Publication year - 1992
Publication title -
journal of the science of food and agriculture
Language(s) - English
Resource type - Journals
SCImago Journal Rank - 0.782
H-Index - 142
eISSN - 1097-0010
pISSN - 0022-5142
DOI - 10.1002/jsfa.2740600111
Subject(s) - uronic acid , softening , ripening , chemistry , pulp (tooth) , chromatography , glucuronic acid , ethylene , botany , polysaccharide , food science , horticulture , biochemistry , biology , medicine , statistics , mathematics , pathology , catalysis
Banana fruits, Musa (AAA Group, Cavendish subgroup) ‘Williams’ were ripened in air at 20°C with ethylene.

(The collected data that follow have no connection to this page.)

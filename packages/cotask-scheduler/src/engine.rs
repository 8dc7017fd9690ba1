//! Capabilities the scheduler needs from an embeddable scripting runtime.
//!
//! Any engine that can compile a buffer into a callable, keep values alive in
//! a persistent registry, run a protected call with a message handler and fire
//! a debug hook every N instructions can back scripted tasks.

use std::fmt;
use std::rc::Rc;
use thiserror::Error;

/// Opaque key into an engine's persistent value registry.
#[derive(Debug, Clone, Copy, PartialEq, Eq, Hash)]
pub struct RegistryKey(usize);

impl RegistryKey {
    pub fn new(index: usize) -> Self {
        Self(index)
    }

    pub fn index(self) -> usize {
        self.0
    }
}

#[derive(Debug, Clone, PartialEq, Eq, Error)]
pub enum LoadError {
    #[error("syntax error: {0}")]
    Syntax(String),

    #[error("not enough memory: {0}")]
    Memory(String),

    #[error("load failed with status {code}: {message}")]
    Other { code: i32, message: String },
}

impl LoadError {
    /// Status code in the engine's numbering.
    pub fn code(&self) -> i32 {
        match self {
            LoadError::Syntax(_) => 3,
            LoadError::Memory(_) => 4,
            LoadError::Other { code, .. } => *code,
        }
    }

    pub fn message(&self) -> &str {
        match self {
            LoadError::Syntax(message)
            | LoadError::Memory(message)
            | LoadError::Other { message, .. } => message,
        }
    }
}

#[derive(Debug, Clone, PartialEq, Eq, Error)]
pub enum CallError {
    /// Raised by the script. `message` is whatever the message handler
    /// returned.
    #[error("runtime error: {message}")]
    Runtime { message: String },

    #[error("not enough memory")]
    Memory,

    #[error("call failed with status {code}")]
    Other { code: i32 },
}

impl CallError {
    pub fn code(&self) -> i32 {
        match self {
            CallError::Runtime { .. } => 2,
            CallError::Memory => 4,
            CallError::Other { code } => *code,
        }
    }
}

/// Passed to a debug hook each time it fires.
#[derive(Debug, Clone, Copy)]
pub struct HookInfo {
    /// Instructions executed by the engine so far.
    pub instructions: u64,
    /// Active call depth, 1 for the outermost function.
    pub depth: usize,
}

pub type DebugHook = Rc<dyn Fn(&HookInfo)>;

#[derive(Debug, Clone, PartialEq, Eq)]
pub struct FrameInfo {
    pub chunk: String,
    pub function: String,
    pub line: usize,
}

impl fmt::Display for FrameInfo {
    fn fmt(&self, f: &mut fmt::Formatter<'_>) -> fmt::Result {
        if self.function.is_empty() {
            write!(f, "{}:{}: in main chunk", self.chunk, self.line)
        } else {
            write!(f, "{}:{}: in function '{}'", self.chunk, self.line, self.function)
        }
    }
}

/// What an engine hands its message handler when a script raises. `frames`
/// is ordered outermost first and still reflects the raising call stack.
#[derive(Debug, Clone, Copy)]
pub struct ErrorContext<'a> {
    pub message: &'a str,
    pub frames: &'a [FrameInfo],
}

pub type MessageHandler<'a> = &'a dyn Fn(&ErrorContext<'_>) -> String;

/// An embeddable scripting runtime, shared as `Rc<dyn ScriptEngine>`.
///
/// Methods take `&self`: a debug hook must be installable while a protected
/// call is running, so engines keep their state behind interior mutability
/// and release every borrow before invoking hooks or host code.
///
/// Hooks may unwind out of [`call_protected`](Self::call_protected) with a
/// panic payload the engine does not recognise. Engines must let it pass
/// and must stay usable afterwards once [`set_top`](Self::set_top) has
/// restored the stack.
pub trait ScriptEngine {
    /// Compiles `source` and pushes the resulting callable on the engine
    /// stack.
    fn load(&self, source: &[u8], chunk_name: &str) -> Result<(), LoadError>;

    /// Pops the top of the stack into the registry. `None` when the stack is
    /// empty.
    fn reference(&self) -> Option<RegistryKey>;

    fn unreference(&self, key: RegistryKey);

    /// Calls the registered callable with no arguments and no results.
    /// `handler` runs at the raise point to build the error message.
    fn call_protected(
        &self,
        key: RegistryKey,
        handler: MessageHandler<'_>,
    ) -> Result<(), CallError>;

    /// Installs `hook`, fired every `every` executed instructions. Replaces
    /// any previous hook.
    fn set_hook(&self, hook: DebugHook, every: u32);

    fn clear_hook(&self);

    fn top(&self) -> usize;

    fn set_top(&self, top: usize);
}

Pulp began softening between days 1 and 2 of ripening and reached a maximum by the fourth day. Total pulp cell wall uronic acid and uronic acid soluble in 40 mM EDTA, 50 mM acetate, pH 4.5, also began to decrease and increase respectively between days 1 and 2. By day 8, total uronic acid had decreased from 10.2 to 4.4 mg g −1 fresh weight, and had become entirely soluble in EDTA‐buffer, while EDTA‐buffer‐soluble uronic acid had increased from 2.3 to 4.5 mg g −1 . The molecular size distribution of the EDTA‐buffer‐soluble uronic acid was unchanged up to day 4, when there was a slight loss in the proportion of smaller species. The average molecular size of this uronic acid did not change significantly during 8 days of ripening (relative to dextrans, M n 36 kDa; M w 173 kDa). The large change in total content and extractability of cell wall polyuronides that correlated with softening was inconsistent with depolymerisation by endopolygalacturonase (EC 3.2.1.15), reduced cross‐linking of polyuronides by calcium, or extraction artefacts.